Nonato Guedes
Além de administrar a excepcionalidade da realização de eleições municipais este ano em meio a uma conjuntura atípica causada pela pandemia do coronavírus e por medidas restritivas que atingem a sociedade, o ministro Luís Barroso Pontes, que se investe hoje na presidência do Tribunal Superior Eleitoral, terá que se posicionar sobre as ações que podem levar à cassação do presidente presidente Jair Bolsonaro e do vice Hamilton Mourão por crimes eleitorais. Sobre elas, o ministro-presidente tende a se pautar pelo equilíbrio. Tem deixado claro, em entrevistas, que vai agir à luz da lei e de fatos concretos, não se furtando a dar sequência a processos que apresentem fundamentação legítima.
A impressão que se tem é que a atuação do novo presidente da Corte será ditada pelo próprio comportamento do presidente Jair Bolsonaro. Ninguém ignora as constantes manifestações de desobediência por parte do presidente da República a medidas de isolamento social que são recomendadas pela Organização Mundial da Saúde para prevenir o alastramento da pandemia. Bolsonaro, apesar de desdenhar da gravidade da situação, não é insciente dos riscos a que se expõe, dando maus exemplos que devem ser coibidos. Por outro lado, na esteira das denúncias formuladas pelo ex-ministro Sergio Moro, entrou no radar a suspeita de que Bolsonaro mistura serviços de inteligência públicos com serviços privados de informação, a pretexto de proteger familiares e amigos seus de eventuais acusações comprometedoras.
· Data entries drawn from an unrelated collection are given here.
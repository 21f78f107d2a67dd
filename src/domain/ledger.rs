use std::collections::{HashMap, HashSet};

use serde::Serialize;

use super::{Account, AccountNumber, Cents, TotalCents, Transaction};

/// Replay the balance of a single account from its log entries.
/// Balance = sum of credits - sum of debits
pub fn compute_balance(account: &AccountNumber, transactions: &[Transaction]) -> TotalCents {
    transactions
        .iter()
        .filter(|tx| &tx.account == account)
        .map(|tx| TotalCents::from(tx.signed_amount()))
        .sum()
}

/// Replay balances for every account that appears in the log.
/// Sums are widened so a damaged log cannot overflow them.
pub fn compute_all_balances(transactions: &[Transaction]) -> HashMap<AccountNumber, TotalCents> {
    let mut balances: HashMap<AccountNumber, TotalCents> = HashMap::new();

    for tx in transactions {
        *balances.entry(tx.account.clone()).or_insert(0) += TotalCents::from(tx.signed_amount());
    }

    balances
}

/// An account whose stored balance disagrees with its replayed log.
#[derive(Debug, Clone, PartialEq, Eq, Serialize)]
pub struct BalanceMismatch {
    pub account: AccountNumber,
    pub stored: Cents,
    pub replayed: TotalCents,
}

#[derive(Debug, Clone, Serialize)]
pub struct IntegrityReport {
    pub account_count: usize,
    pub transaction_count: usize,
    pub total_balance: TotalCents,
    pub mismatches: Vec<BalanceMismatch>,
    pub negative_balances: Vec<AccountNumber>,
    /// Entries posted against accounts the store does not know
    pub orphan_entries: usize,
}

impl IntegrityReport {
    pub fn is_healthy(&self) -> bool {
        self.mismatches.is_empty() && self.negative_balances.is_empty() && self.orphan_entries == 0
    }
}

/// Cross-check account snapshots against the transaction log.
pub fn build_integrity_report(accounts: &[Account], transactions: &[Transaction]) -> IntegrityReport {
    let replayed = compute_all_balances(transactions);

    let mismatches = accounts
        .iter()
        .filter_map(|account| {
            let replayed = replayed.get(&account.number).copied().unwrap_or(0);
            (replayed != TotalCents::from(account.balance)).then(|| BalanceMismatch {
                account: account.number.clone(),
                stored: account.balance,
                replayed,
            })
        })
        .collect();

    let negative_balances = accounts
        .iter()
        .filter(|account| account.balance < 0)
        .map(|account| account.number.clone())
        .collect();

    let known: HashSet<&AccountNumber> = accounts.iter().map(|a| &a.number).collect();
    let orphan_entries = transactions
        .iter()
        .filter(|tx| !known.contains(&tx.account))
        .count();

    IntegrityReport {
        account_count: accounts.len(),
        transaction_count: transactions.len(),
        total_balance: accounts
            .iter()
            .map(|a| TotalCents::from(a.balance))
            .sum(),
        mismatches,
        negative_balances,
        orphan_entries,
    }
}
O próprio presidente deixou escapar a confissão de que se vale dos tais serviços privados para garantir um nível melhor de informação e controle de dados que avalia como indispensáveis para ter conhecimento. É uma ingerência temerária porque pode, da mesma forma, implicar em ação do presidente da República com vistas a encobrir o que não lhe interessa porque pode prejudicar, em tese, pessoas próximas que lhe são muito caras. Nesse caso estará rompida a fronteira da legalidade no que concerne à impessoalidade da coisa pública. Ao liberar o áudio da reunião ministerial – aquela, recheada de palavrões ditos por Bolsonaro – o ministro Celso de Mello, do Supremo Tribunal Federal, fez uma analogia interessante com o caso Watergate, que levou ao impeachment de Richard Nixon em 1972 na presidência dos Estados Unidos.
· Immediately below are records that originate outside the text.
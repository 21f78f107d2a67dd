mod account_store;
mod customers;
mod error;
mod ids;
mod transaction_log;

pub use account_store::*;
pub use customers::*;
pub use error::*;
pub use ids::*;
pub use transaction_log::*;
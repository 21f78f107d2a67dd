// Import/export of ledger data. Only export exists: nothing is read back in.

pub mod export;

pub use export::*;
Celso de Mello lembrou que no caso Watergate – espionagem de eventos na sede do Partido Democrata, adversário de Nixon, então representante do Partido Republicano, a Suprema Corte norte-americana foi incisiva ao exigir a disponibilização de todos e quaisquer documentos tidos como secretos, sob a alegação de que estava em jogo, sim, a segurança nacional. Nixon acabou sendo inquinado por crime de perjúrio, ou seja, por mentir à opinião pública e à Suprema Corte dos Estados Unidos sobre fatos delituosos que eram do seu pleno conhecimento – e, também, consentimento. O fantasma do impeachment tornou-se inevitável nas circunstâncias. A trama acabou vazando para dois repórteres de influente jornal americano, que desenvolveram uma espécie de apuração investigativa, na linha de frente de apurações ensaiadas por órgãos credenciados para tanto.
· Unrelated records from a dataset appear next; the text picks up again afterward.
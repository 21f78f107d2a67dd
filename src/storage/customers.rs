use std::collections::HashMap;

use parking_lot::RwLock;

use crate::domain::{Customer, CustomerId};

use super::StoreError;

/// Where customer profiles live. The ledger only needs to create, fetch and
/// search them.
pub trait CustomerDirectory: Send + Sync {
    fn create(&self, name: &str, email: &str) -> Result<CustomerId, StoreError>;

    fn get(&self, id: CustomerId) -> Result<Customer, StoreError>;

    /// Customers whose name starts with `query`, ignoring case.
    fn find_by_name_prefix(&self, query: &str) -> Vec<Customer>;

    /// Customers whose name contains `query`, ignoring case.
    fn search(&self, query: &str) -> Vec<Customer>;
}

#[derive(Debug, Default)]
pub struct InMemoryCustomerDirectory {
    customers: RwLock<HashMap<CustomerId, Customer>>,
}

impl InMemoryCustomerDirectory {
    pub fn new() -> Self {
        Self::default()
    }

    fn matching(&self, predicate: impl Fn(&Customer) -> bool) -> Vec<Customer> {
        let mut found: Vec<Customer> = self
            .customers
            .read()
            .values()
            .filter(|&customer| predicate(customer))
            .cloned()
            .collect();
        found.sort_by(|a, b| a.name.cmp(&b.name).then(a.id.cmp(&b.id)));
        found
    }
}

impl CustomerDirectory for InMemoryCustomerDirectory {
    fn create(&self, name: &str, email: &str) -> Result<CustomerId, StoreError> {
        let name = name.trim();
        if name.is_empty() {
            return Err(StoreError::InvalidCustomer(
                "Customer name cannot be empty".to_string(),
            ));
        }

        let customer = Customer::new(name, email.trim());
        let id = customer.id;
        self.customers.write().insert(id, customer);
        Ok(id)
    }

    fn get(&self, id: CustomerId) -> Result<Customer, StoreError> {
        self.customers
            .read()
            .get(&id)
            .cloned()
            .ok_or(StoreError::CustomerNotFound(id))
    }

    fn find_by_name_prefix(&self, query: &str) -> Vec<Customer> {
        self.matching(|customer| customer.name_starts_with(query))
    }

    fn search(&self, query: &str) -> Vec<Customer> {
        self.matching(|customer| customer.name_contains(query))
    }
}
use std::fmt;

use chrono::{DateTime, Utc};
use serde::{Deserialize, Serialize};
use uuid::Uuid;

use super::{AccountNumber, Cents};

pub type TransactionId = Uuid;

#[derive(Debug, Clone, Copy, PartialEq, Eq, Hash, Serialize, Deserialize)]
#[serde(rename_all = "SCREAMING_SNAKE_CASE")]
pub enum TransactionType {
    Deposit,
    Withdraw,
    /// Debit leg of a transfer, posted on the source account
    TransferOut,
    /// Credit leg of a transfer, posted on the destination account
    TransferIn,
}

impl TransactionType {
    pub fn as_str(&self) -> &'static str {
        match self {
            TransactionType::Deposit => "DEPOSIT",
            TransactionType::Withdraw => "WITHDRAW",
            TransactionType::TransferOut => "TRANSFER_OUT",
            TransactionType::TransferIn => "TRANSFER_IN",
        }
    }

    /// True for entries that increase the account balance.
    pub fn is_credit(&self) -> bool {
        matches!(self, TransactionType::Deposit | TransactionType::TransferIn)
    }
}

impl fmt::Display for TransactionType {
    fn fmt(&self, f: &mut fmt::Formatter<'_>) -> fmt::Result {
        f.pad(self.as_str())
    }
}

/// A committed balance change on one account.
/// Entries are immutable; the log never edits or removes them.
#[derive(Debug, Clone, PartialEq, Eq, Serialize, Deserialize)]
pub struct Transaction {
    pub id: TransactionId,
    pub kind: TransactionType,
    /// Account the entry is posted against
    pub account: AccountNumber,
    /// Always positive; direction comes from `kind`
    pub amount: Cents,
    pub note: Option<String>,
    /// Commit time, strictly increasing per account
    pub timestamp: DateTime<Utc>,
    /// Account balance right after this entry was committed
    pub balance_after: Cents,
}

impl Transaction {
    pub fn new(
        id: TransactionId,
        kind: TransactionType,
        account: AccountNumber,
        amount: Cents,
        timestamp: DateTime<Utc>,
        balance_after: Cents,
    ) -> Self {
        assert!(amount > 0, "Transaction amount must be positive");
        Self {
            id,
            kind,
            account,
            amount,
            note: None,
            timestamp,
            balance_after,
        }
    }

    pub fn with_note(mut self, note: Option<String>) -> Self {
        self.note = note;
        self
    }

    /// Amount with the sign of its effect on the balance.
    pub fn signed_amount(&self) -> Cents {
        if self.kind.is_credit() {
            self.amount
        } else {
            -self.amount
        }
    }
}
use sqlx::sqlite::{SqliteConnectOptions, SqlitePool, SqlitePoolOptions};
use std::str::FromStr;
use std::sync::Arc;

use crate::cache::CatalogCache;
use crate::config::Config;
use crate::error::AppResult;

pub type DbPool = SqlitePool;

/// Application state shared by every request handler
#[derive(Clone)]
pub struct AppState {
  pub db: DbPool,
  pub config: Arc<Config>,
  pub cache: Arc<CatalogCache>,
}

impl AppState {
  pub fn new(db: DbPool, config: Config) -> Self {
    Self {
      db,
      config: Arc::new(config),
      cache: Arc::new(CatalogCache::default()),
    }
  }
}

/// Initialize the database connection pool and run migrations
pub async fn initialize_db(config: &Config) -> AppResult<DbPool> {
  tracing::info!(url = %config.database_url, "Initializing database");

  let options = SqliteConnectOptions::from_str(&config.database_url)?
    .create_if_missing(true)
    .foreign_keys(true);

  // Create connection pool
  let pool = SqlitePoolOptions::new()
    .max_connections(config.database_max_connections)
    .connect_with(options)
    .await?;

  // Run migrations
  sqlx::migrate!("./migrations").run(&pool).await?;

  tracing::info!("Database initialized successfully");

  Ok(pool)
}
O novo presidente do Tribunal Superior Eleitoral já evidenciou que o processo de impeachment não é propriamente uma novidade na história política-institucional brasileira. O instrumento foi utilizado pela primeira vez em 1992 contra Fernando Collor de Mello, pilhado numa série de escândalos constantes do caso PC Farias, referência a seu ex-tesoureiro de campanha eleitoral. Em 2014, o impeachment foi ressuscitado contra Dilma Rousseff, a primeira mulher eleita à presidência da República, concorrendo pelo Partido dos Trabalhadores. Dilma foi acusada de prática de pedaladas fiscais, detectadas pelo Tribunal de Contas da União, mas, ao contrário do que muitos pensam, essa não foi a única razão do seu impedimento, a ela juntando-se ações
Numa entrevista ao “Correio Braziliense”, o ministro Luís Roberto Barroso deixou patente a sua ilação meridiana de que todo e qualquer processo de impeachment é sempre traumático para a vida das instituições e para a sociedade como um todo. Daí a sua extrema cautela em face de exploração antecipada de prognósticos.